What Happens When You Run python script.py? A Step-by-Step Deep Dive

· 11 min read

Introduction

You open a terminal, type python script.py, and press Enter. Your output appears almost instantly.

But between that keypress and the first line of output, Python does a surprising amount of work.

Even a tiny script goes through multiple internal stages:

  • The shell finds the Python interpreter
  • CPython initializes itself
  • Your source code is tokenized
  • Tokens become an AST
  • The AST is compiled into bytecode
  • The Python virtual machine executes the bytecode
  • Output is written and the interpreter cleans up

Most Python developers use these systems every day without ever seeing them directly. The interesting part is that Python exposes many of these internals through standard library modules like tokenize, ast, and dis.

In this article, you will observe each stage yourself using runnable examples and connect them into one complete mental model of how Python executes code.

All examples are tested on Python 3.12.


Step 1 — The Shell Finds Python

Before Python can execute your script, your operating system first needs to locate the Python interpreter itself.

When you type:

python script.py

Your shell does not magically know where Python lives. It searches through directories listed in the PATH environment variable — an ordered list of directories the shell checks whenever you run a command.

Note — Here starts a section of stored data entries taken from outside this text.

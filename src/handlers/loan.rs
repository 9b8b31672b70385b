//! Loan calculation handlers

use axum::{
    extract::{Path, State},
    Json,
};
use std::sync::Arc;
use uuid::Uuid;

use crate::error::{ApiError, ApiResult};
use crate::loan_service::LoanService;
use crate::middleware::{AuthenticatedUser, ValidatedJson};
use crate::models::{CalculateLoanRequest, CalculateLoanResponse, LoanWithSchedule};

/// POST /api/loans/calculate-loan
pub async fn calculate_loan(
    State(service): State<Arc<LoanService>>,
    user: AuthenticatedUser,
    ValidatedJson(req): ValidatedJson<CalculateLoanRequest>,
) -> ApiResult<Json<CalculateLoanResponse>> {
    let terms = req
        .into_terms()
        .map_err(|e| ApiError::Validation(vec![e.to_string()]))?;

    let loan = service.calculate_loan(user.user_id, terms).await?;

    Ok(Json(CalculateLoanResponse {
        message: "Loan calculation successful".to_string(),
        loan,
    }))
}

/// GET /api/loans/:id
pub async fn get_loan(
    State(service): State<Arc<LoanService>>,
    user: AuthenticatedUser,
    Path(loan_id): Path<Uuid>,
) -> ApiResult<Json<LoanWithSchedule>> {
    let loan = service.get_loan(user.user_id, loan_id).await?;
    Ok(Json(loan))
}
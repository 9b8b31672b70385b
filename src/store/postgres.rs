//! PostgreSQL store backed by sqlx

use async_trait::async_trait;
use sqlx::postgres::{PgExecutor, PgPool};
use uuid::Uuid;

use super::{LoanStore, StoreError, UserStore};
use crate::amortization::ScheduledPayment;
use crate::models::{Loan, LoanWithSchedule, NewLoan, NewUser, ScheduleEntry, User};

/// Store over a PostgreSQL connection pool
#[derive(Clone)]
pub struct PgStore {
    db_pool: PgPool,
}

impl PgStore {
    pub fn new(db_pool: PgPool) -> Self {
        Self { db_pool }
    }

    pub fn pool(&self) -> &PgPool {
        &self.db_pool
    }
}

async fn insert_loan<'e, E: PgExecutor<'e>>(
    executor: E,
    new_loan: &NewLoan,
) -> Result<Loan, sqlx::Error> {
    sqlx::query_as::<_, Loan>(
        r#"
        INSERT INTO loans (
            id, user_id, principal_amount, interest_rate, interest_rate_type,
            term_months, repayment_frequency, monthly_payment
        )
        VALUES ($1, $2, $3, $4, $5, $6, $7, $8)
        RETURNING id, user_id, principal_amount, interest_rate, interest_rate_type,
                  term_months, repayment_frequency, monthly_payment, created_at
        "#,
    )
    .bind(Uuid::new_v4())
    .bind(new_loan.user_id)
    .bind(new_loan.principal_amount)
    .bind(new_loan.interest_rate)
    .bind(new_loan.interest_rate_type)
    .bind(new_loan.term_months)
    .bind(new_loan.repayment_frequency)
    .bind(new_loan.monthly_payment)
    .fetch_one(executor)
    .await
}

async fn insert_schedule_entry<'e, E: PgExecutor<'e>>(
    executor: E,
    loan_id: Uuid,
    entry: &ScheduledPayment,
) -> Result<ScheduleEntry, sqlx::Error> {
    sqlx::query_as::<_, ScheduleEntry>(
        r#"
        INSERT INTO amortization_schedules (
            id, loan_id, payment_date, principal_paid, interest_paid, balance
        )
        VALUES ($1, $2, $3, $4, $5, $6)
        RETURNING id, loan_id, payment_date, principal_paid, interest_paid, balance
        "#,
    )
    .bind(Uuid::new_v4())
    .bind(loan_id)
    .bind(entry.payment_date)
    .bind(entry.principal_paid)
    .bind(entry.interest_paid)
    .bind(entry.balance)
    .fetch_one(executor)
    .await
}

#[async_trait]
impl UserStore for PgStore {
    async fn create_user(&self, new_user: NewUser) -> Result<User, StoreError> {
        let user = sqlx::query_as::<_, User>(
            r#"
            INSERT INTO users (id, name, email, password_hash)
            VALUES ($1, $2, $3, $4)
            RETURNING id, name, email, password_hash, created_at, updated_at
            "#,
        )
        .bind(Uuid::new_v4())
        .bind(&new_user.name)
        .bind(&new_user.email)
        .bind(&new_user.password_hash)
        .fetch_one(&self.db_pool)
        .await?;

        Ok(user)
    }

    async fn find_user_by_email(&self, email: &str) -> Result<Option<User>, StoreError> {
        let user = sqlx::query_as::<_, User>(
            r#"
            SELECT id, name, email, password_hash, created_at, updated_at
            FROM users
            WHERE email = $1
            "#,
        )
        .bind(email)
        .fetch_optional(&self.db_pool)
        .await?;

        Ok(user)
    }

    async fn find_user_by_id(&self, id: Uuid) -> Result<Option<User>, StoreError> {
        let user = sqlx::query_as::<_, User>(
            r#"
            SELECT id, name, email, password_hash, created_at, updated_at
            FROM users
            WHERE id = $1
            "#,
        )
        .bind(id)
        .fetch_optional(&self.db_pool)
        .await?;

        Ok(user)
    }
}

#[async_trait]
impl LoanStore for PgStore {
    async fn create_loan(&self, new_loan: NewLoan) -> Result<Loan, StoreError> {
        Ok(insert_loan(&self.db_pool, &new_loan).await?)
    }

    async fn create_schedule_entry(
        &self,
        loan_id: Uuid,
        entry: &ScheduledPayment,
    ) -> Result<ScheduleEntry, StoreError> {
        Ok(insert_schedule_entry(&self.db_pool, loan_id, entry).await?)
    }

    async fn find_loan_with_schedule(
        &self,
        id: Uuid,
    ) -> Result<Option<LoanWithSchedule>, StoreError> {
        let loan = sqlx::query_as::<_, Loan>(
            r#"
            SELECT id, user_id, principal_amount, interest_rate, interest_rate_type,
                   term_months, repayment_frequency, monthly_payment, created_at
            FROM loans
            WHERE id = $1
            "#,
        )
        .bind(id)
        .fetch_optional(&self.db_pool)
        .await?;

        let Some(loan) = loan else {
            return Ok(None);
        };

        let amortization_schedules = sqlx::query_as::<_, ScheduleEntry>(
            r#"
            SELECT id, loan_id, payment_date, principal_paid, interest_paid, balance
            FROM amortization_schedules
            WHERE loan_id = $1
            ORDER BY payment_date ASC
            "#,
        )
        .bind(loan.id)
        .fetch_all(&self.db_pool)
        .await?;

        Ok(Some(LoanWithSchedule {
            loan,
            amortization_schedules,
        }))
    }

    /// Loan and schedule rows commit together or not at all
    async fn save_loan_with_schedule(
        &self,
        new_loan: NewLoan,
        schedule: &[ScheduledPayment],
    ) -> Result<Loan, StoreError> {
        let mut tx = self.db_pool.begin().await?;

        let loan = insert_loan(&mut *tx, &new_loan).await?;
        for entry in schedule {
            insert_schedule_entry(&mut *tx, loan.id, entry).await?;
        }

        tx.commit().await?;

        tracing::debug!(loan_id = %loan.id, rows = schedule.len(), "Loan schedule committed");

        Ok(loan)
    }
}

Checking Which Python Is Running

macOS / Linux:

which python3

Example output:

/usr/bin/python3

Windows:

where python

Example output:

C:\Python312\python.exe

This tells you exactly which executable runs when you type python.

What Is PATH?

PATH is an environment variable containing a list of directories. When you run a command, the shell checks those directories one by one until it finds a matching executable.

Simplified example:

/usr/local/bin
/usr/bin
/home/user/.local/bin

If Python exists in /usr/bin, the shell launches that interpreter.

Why One Computer May Have Multiple Pythons

Modern development machines often contain several Python installations:

  • System Python (pre-installed by the OS)
  • Homebrew Python (macOS)
  • venv virtual environments
  • Anaconda / Conda environments

This is why running python --version sometimes produces unexpected results — your shell may be finding a different Python executable than you expected.

Historically, python often referred to Python 2 while python3 explicitly meant Python 3. Modern systems increasingly point both commands to Python 3, but the naming convention persists for compatibility.


Step 2 — The Interpreter Starts Up

Once the shell locates Python, the interpreter process starts. This is where CPython initializes itself.

CPython: The Main Python Implementation

When most people say “Python,” they actually mean CPython — the official reference implementation, written mostly in C. Other implementations exist (PyPy, Jython, MicroPython), but CPython dominates normal development.

What Happens During Startup

Before your script runs a single line, CPython initializes several internal systems:

  • Memory management
  • Built-in types (int, str, list, etc.)
  • Exception handling infrastructure
  • Import machinery
  • The sys module
  • Built-in functions like print()

It also constructs Python’s module search path. You can inspect it directly:

python -c "import sys; print(sys.path)"

Example output:

[
 '',
 '/usr/lib/python312.zip',
 '/usr/lib/python3.12',
 '/usr/lib/python3.12/lib-dynload'
]

This list determines where Python searches for modules during imports.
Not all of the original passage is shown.